Dataset entries
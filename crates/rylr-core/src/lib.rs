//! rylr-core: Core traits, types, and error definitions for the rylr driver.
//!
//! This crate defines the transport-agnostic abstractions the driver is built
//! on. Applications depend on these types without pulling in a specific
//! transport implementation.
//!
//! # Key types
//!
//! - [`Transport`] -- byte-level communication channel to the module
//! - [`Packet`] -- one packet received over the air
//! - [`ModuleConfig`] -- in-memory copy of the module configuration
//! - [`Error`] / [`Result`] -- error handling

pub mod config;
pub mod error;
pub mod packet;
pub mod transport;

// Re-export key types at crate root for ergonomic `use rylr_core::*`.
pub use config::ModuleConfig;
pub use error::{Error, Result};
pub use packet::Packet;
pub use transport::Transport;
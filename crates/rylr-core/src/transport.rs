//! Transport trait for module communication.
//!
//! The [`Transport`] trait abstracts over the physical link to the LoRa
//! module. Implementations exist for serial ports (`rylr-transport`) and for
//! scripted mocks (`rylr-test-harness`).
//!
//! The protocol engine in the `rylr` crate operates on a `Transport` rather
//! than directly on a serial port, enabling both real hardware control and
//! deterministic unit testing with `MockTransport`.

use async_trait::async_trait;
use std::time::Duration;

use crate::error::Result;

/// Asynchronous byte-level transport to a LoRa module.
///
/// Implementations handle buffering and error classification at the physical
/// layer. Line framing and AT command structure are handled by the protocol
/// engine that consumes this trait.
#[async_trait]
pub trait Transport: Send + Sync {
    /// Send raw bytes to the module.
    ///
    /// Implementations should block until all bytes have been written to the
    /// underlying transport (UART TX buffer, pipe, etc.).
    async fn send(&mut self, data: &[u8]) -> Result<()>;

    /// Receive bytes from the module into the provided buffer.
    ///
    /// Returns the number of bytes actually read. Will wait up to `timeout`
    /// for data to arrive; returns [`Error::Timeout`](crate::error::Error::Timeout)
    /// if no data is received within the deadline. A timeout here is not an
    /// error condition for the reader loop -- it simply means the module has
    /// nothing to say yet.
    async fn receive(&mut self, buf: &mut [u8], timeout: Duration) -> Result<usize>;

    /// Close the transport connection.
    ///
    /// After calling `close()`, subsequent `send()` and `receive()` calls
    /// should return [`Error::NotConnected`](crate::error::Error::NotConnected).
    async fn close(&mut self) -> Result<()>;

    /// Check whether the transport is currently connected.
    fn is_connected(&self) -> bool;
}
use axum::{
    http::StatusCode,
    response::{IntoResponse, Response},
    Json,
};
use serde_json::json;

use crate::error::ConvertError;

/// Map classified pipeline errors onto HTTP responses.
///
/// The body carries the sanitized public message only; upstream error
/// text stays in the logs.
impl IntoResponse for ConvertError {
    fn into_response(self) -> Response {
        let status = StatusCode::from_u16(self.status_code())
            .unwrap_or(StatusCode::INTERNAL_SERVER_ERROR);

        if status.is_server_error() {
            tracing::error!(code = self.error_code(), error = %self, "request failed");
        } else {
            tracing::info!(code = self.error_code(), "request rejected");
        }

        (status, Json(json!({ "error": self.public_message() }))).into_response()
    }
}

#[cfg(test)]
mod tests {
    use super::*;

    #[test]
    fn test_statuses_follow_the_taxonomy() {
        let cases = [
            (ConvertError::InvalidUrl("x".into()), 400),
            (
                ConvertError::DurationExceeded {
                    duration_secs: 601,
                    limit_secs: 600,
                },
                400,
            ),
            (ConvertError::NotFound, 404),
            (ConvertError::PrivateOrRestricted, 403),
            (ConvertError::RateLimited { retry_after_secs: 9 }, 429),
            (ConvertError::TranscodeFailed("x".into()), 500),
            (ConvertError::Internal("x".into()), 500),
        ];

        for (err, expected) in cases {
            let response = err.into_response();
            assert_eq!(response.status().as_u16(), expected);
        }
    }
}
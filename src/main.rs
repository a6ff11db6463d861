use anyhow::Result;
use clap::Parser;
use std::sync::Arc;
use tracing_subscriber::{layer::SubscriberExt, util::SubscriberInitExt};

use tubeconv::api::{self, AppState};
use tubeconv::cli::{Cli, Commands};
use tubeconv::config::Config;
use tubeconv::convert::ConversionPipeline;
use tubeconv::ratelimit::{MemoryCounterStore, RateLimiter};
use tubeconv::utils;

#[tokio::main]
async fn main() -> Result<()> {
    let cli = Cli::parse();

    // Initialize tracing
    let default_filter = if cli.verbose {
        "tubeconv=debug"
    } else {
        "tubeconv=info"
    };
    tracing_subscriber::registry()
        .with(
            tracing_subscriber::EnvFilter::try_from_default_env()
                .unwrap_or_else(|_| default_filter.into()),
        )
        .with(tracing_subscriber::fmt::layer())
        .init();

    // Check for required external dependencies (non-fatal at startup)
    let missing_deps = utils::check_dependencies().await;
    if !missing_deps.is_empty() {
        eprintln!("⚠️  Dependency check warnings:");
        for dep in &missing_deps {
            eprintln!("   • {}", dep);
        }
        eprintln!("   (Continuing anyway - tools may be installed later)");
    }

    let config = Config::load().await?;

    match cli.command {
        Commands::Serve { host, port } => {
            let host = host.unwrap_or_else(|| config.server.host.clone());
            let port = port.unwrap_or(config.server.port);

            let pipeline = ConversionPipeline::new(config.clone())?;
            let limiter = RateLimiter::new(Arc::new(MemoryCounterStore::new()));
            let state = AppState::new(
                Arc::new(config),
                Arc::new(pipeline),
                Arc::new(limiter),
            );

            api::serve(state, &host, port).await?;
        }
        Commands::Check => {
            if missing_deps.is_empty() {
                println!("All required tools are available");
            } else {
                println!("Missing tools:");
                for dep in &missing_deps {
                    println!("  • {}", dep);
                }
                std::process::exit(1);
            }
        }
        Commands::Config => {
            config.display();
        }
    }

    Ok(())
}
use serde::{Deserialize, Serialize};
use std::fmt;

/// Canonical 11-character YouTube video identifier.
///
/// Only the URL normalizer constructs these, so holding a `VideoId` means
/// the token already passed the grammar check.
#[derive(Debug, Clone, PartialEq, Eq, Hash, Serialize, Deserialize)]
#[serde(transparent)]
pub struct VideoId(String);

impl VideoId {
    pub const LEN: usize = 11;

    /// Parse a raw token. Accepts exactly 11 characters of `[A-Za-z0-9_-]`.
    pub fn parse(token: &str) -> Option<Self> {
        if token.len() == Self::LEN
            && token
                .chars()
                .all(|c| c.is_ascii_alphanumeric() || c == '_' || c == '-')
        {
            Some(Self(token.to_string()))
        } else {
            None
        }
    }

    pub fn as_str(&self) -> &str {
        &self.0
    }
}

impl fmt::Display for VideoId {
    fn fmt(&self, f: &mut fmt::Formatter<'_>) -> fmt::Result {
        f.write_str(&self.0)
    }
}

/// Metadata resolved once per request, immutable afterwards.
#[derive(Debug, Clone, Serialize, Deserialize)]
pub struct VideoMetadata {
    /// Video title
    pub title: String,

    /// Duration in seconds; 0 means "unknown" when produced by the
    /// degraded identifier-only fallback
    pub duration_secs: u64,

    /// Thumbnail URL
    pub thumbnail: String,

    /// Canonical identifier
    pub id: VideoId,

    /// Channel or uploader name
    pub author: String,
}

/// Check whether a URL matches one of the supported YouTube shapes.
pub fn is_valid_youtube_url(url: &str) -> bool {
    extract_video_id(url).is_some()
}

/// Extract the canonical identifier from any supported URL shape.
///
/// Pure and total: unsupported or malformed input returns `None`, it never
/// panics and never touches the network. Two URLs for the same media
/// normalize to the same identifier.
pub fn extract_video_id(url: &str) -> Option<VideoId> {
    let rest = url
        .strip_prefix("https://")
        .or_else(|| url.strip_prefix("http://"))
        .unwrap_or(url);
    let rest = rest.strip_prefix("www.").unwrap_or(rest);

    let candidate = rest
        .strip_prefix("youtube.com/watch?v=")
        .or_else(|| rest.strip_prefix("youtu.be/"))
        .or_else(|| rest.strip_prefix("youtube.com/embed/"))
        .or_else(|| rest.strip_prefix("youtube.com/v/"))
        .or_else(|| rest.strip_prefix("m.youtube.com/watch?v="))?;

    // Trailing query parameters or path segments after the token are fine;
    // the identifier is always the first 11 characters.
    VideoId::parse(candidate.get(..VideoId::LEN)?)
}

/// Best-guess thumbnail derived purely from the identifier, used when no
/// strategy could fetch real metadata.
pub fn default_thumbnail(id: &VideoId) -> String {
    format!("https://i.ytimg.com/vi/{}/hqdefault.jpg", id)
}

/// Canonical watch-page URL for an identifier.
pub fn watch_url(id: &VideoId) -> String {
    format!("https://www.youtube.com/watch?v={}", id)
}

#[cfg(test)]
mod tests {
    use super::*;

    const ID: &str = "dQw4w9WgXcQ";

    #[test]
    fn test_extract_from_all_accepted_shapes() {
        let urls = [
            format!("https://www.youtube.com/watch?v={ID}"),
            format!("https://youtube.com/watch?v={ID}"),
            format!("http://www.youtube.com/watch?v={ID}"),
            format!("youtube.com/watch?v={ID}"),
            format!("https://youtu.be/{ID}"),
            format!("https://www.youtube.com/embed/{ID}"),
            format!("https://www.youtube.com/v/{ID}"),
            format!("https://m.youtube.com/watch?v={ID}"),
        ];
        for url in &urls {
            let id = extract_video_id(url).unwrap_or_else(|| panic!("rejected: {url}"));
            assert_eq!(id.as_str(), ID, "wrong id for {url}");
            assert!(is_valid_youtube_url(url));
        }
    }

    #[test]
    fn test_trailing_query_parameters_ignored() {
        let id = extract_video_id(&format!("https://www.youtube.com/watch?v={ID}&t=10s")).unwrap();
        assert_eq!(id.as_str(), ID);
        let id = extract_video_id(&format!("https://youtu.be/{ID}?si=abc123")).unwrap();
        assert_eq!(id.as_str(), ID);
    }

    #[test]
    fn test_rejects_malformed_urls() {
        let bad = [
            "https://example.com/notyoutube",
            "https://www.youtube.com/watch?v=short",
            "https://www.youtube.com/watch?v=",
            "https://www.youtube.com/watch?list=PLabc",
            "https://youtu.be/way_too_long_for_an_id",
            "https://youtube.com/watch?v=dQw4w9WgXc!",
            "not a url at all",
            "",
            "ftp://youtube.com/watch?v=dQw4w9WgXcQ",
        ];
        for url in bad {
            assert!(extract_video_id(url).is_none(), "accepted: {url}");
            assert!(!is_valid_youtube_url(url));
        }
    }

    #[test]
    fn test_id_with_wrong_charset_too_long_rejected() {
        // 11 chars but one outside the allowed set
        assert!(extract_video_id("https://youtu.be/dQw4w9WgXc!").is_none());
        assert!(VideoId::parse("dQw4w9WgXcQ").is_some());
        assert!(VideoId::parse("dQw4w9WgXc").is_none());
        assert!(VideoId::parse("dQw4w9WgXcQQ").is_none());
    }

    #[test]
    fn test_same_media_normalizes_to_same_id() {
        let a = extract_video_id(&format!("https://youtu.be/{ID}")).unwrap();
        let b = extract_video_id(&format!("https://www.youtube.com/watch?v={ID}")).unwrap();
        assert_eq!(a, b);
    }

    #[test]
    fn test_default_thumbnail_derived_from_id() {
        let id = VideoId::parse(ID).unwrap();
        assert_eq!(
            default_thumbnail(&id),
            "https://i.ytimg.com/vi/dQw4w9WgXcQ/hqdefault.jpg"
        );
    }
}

* * *

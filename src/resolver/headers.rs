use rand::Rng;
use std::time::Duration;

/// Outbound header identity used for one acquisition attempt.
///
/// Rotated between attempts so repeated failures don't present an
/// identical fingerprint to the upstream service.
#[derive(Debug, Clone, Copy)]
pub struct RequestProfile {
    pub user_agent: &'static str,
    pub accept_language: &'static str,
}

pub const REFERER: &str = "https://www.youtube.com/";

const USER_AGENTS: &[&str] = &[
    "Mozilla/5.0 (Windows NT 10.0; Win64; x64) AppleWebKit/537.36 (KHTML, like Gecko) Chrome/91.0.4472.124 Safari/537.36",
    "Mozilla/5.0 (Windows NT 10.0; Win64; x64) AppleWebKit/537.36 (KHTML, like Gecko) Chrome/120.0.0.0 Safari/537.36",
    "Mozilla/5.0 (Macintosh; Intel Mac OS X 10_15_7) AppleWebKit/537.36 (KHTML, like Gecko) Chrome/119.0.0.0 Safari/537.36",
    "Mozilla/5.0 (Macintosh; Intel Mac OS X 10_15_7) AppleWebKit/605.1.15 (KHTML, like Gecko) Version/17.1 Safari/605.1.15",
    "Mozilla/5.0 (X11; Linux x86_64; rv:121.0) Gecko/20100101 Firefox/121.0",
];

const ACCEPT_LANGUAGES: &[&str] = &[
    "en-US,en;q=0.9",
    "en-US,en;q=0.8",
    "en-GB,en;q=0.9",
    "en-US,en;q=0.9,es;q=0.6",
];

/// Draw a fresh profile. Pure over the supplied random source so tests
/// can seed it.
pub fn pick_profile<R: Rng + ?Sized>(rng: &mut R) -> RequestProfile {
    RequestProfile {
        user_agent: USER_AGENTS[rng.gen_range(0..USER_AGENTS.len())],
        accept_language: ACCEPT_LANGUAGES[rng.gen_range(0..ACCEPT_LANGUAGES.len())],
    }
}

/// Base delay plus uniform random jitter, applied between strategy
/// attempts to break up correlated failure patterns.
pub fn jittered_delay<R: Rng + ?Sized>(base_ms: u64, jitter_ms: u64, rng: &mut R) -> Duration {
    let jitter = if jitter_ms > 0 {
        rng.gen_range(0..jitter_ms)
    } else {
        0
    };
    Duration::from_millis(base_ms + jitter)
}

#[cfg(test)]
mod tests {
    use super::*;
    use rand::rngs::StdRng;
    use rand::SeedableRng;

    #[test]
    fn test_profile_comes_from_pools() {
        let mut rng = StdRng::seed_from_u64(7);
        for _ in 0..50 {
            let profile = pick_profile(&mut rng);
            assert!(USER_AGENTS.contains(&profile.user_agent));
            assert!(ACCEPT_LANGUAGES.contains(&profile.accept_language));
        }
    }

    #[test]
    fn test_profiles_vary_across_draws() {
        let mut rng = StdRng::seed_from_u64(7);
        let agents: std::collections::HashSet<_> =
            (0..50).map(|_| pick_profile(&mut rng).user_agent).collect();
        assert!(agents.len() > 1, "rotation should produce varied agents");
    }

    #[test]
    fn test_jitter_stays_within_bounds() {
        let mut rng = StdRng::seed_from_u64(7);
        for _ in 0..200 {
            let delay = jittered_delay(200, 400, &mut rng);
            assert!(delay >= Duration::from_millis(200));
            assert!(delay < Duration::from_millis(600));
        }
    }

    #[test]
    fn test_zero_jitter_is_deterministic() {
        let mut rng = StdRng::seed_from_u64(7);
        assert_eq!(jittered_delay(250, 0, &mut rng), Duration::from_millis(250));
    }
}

TASK:
Search the records above for "Safari". Copy each line where it is found.

TASK RESULT:
    "Mozilla/5.0 (Windows NT 10.0; Win64; x64) AppleWebKit/537.36 (KHTML, like Gecko) Chrome/91.0.4472.124 Safari/537.36",
    "Mozilla/5.0 (Windows NT 10.0; Win64; x64) AppleWebKit/537.36 (KHTML, like Gecko) Chrome/120.0.0.0 Safari/537.36",
    "Mozilla/5.0 (Macintosh; Intel Mac OS X 10_15_7) AppleWebKit/537.36 (KHTML, like Gecko) Chrome/119.0.0.0 Safari/537.36",
    "Mozilla/5.0 (Macintosh; Intel Mac OS X 10_15_7) AppleWebKit/605.1.15 (KHTML, like Gecko) Version/17.1 Safari/605.1.15",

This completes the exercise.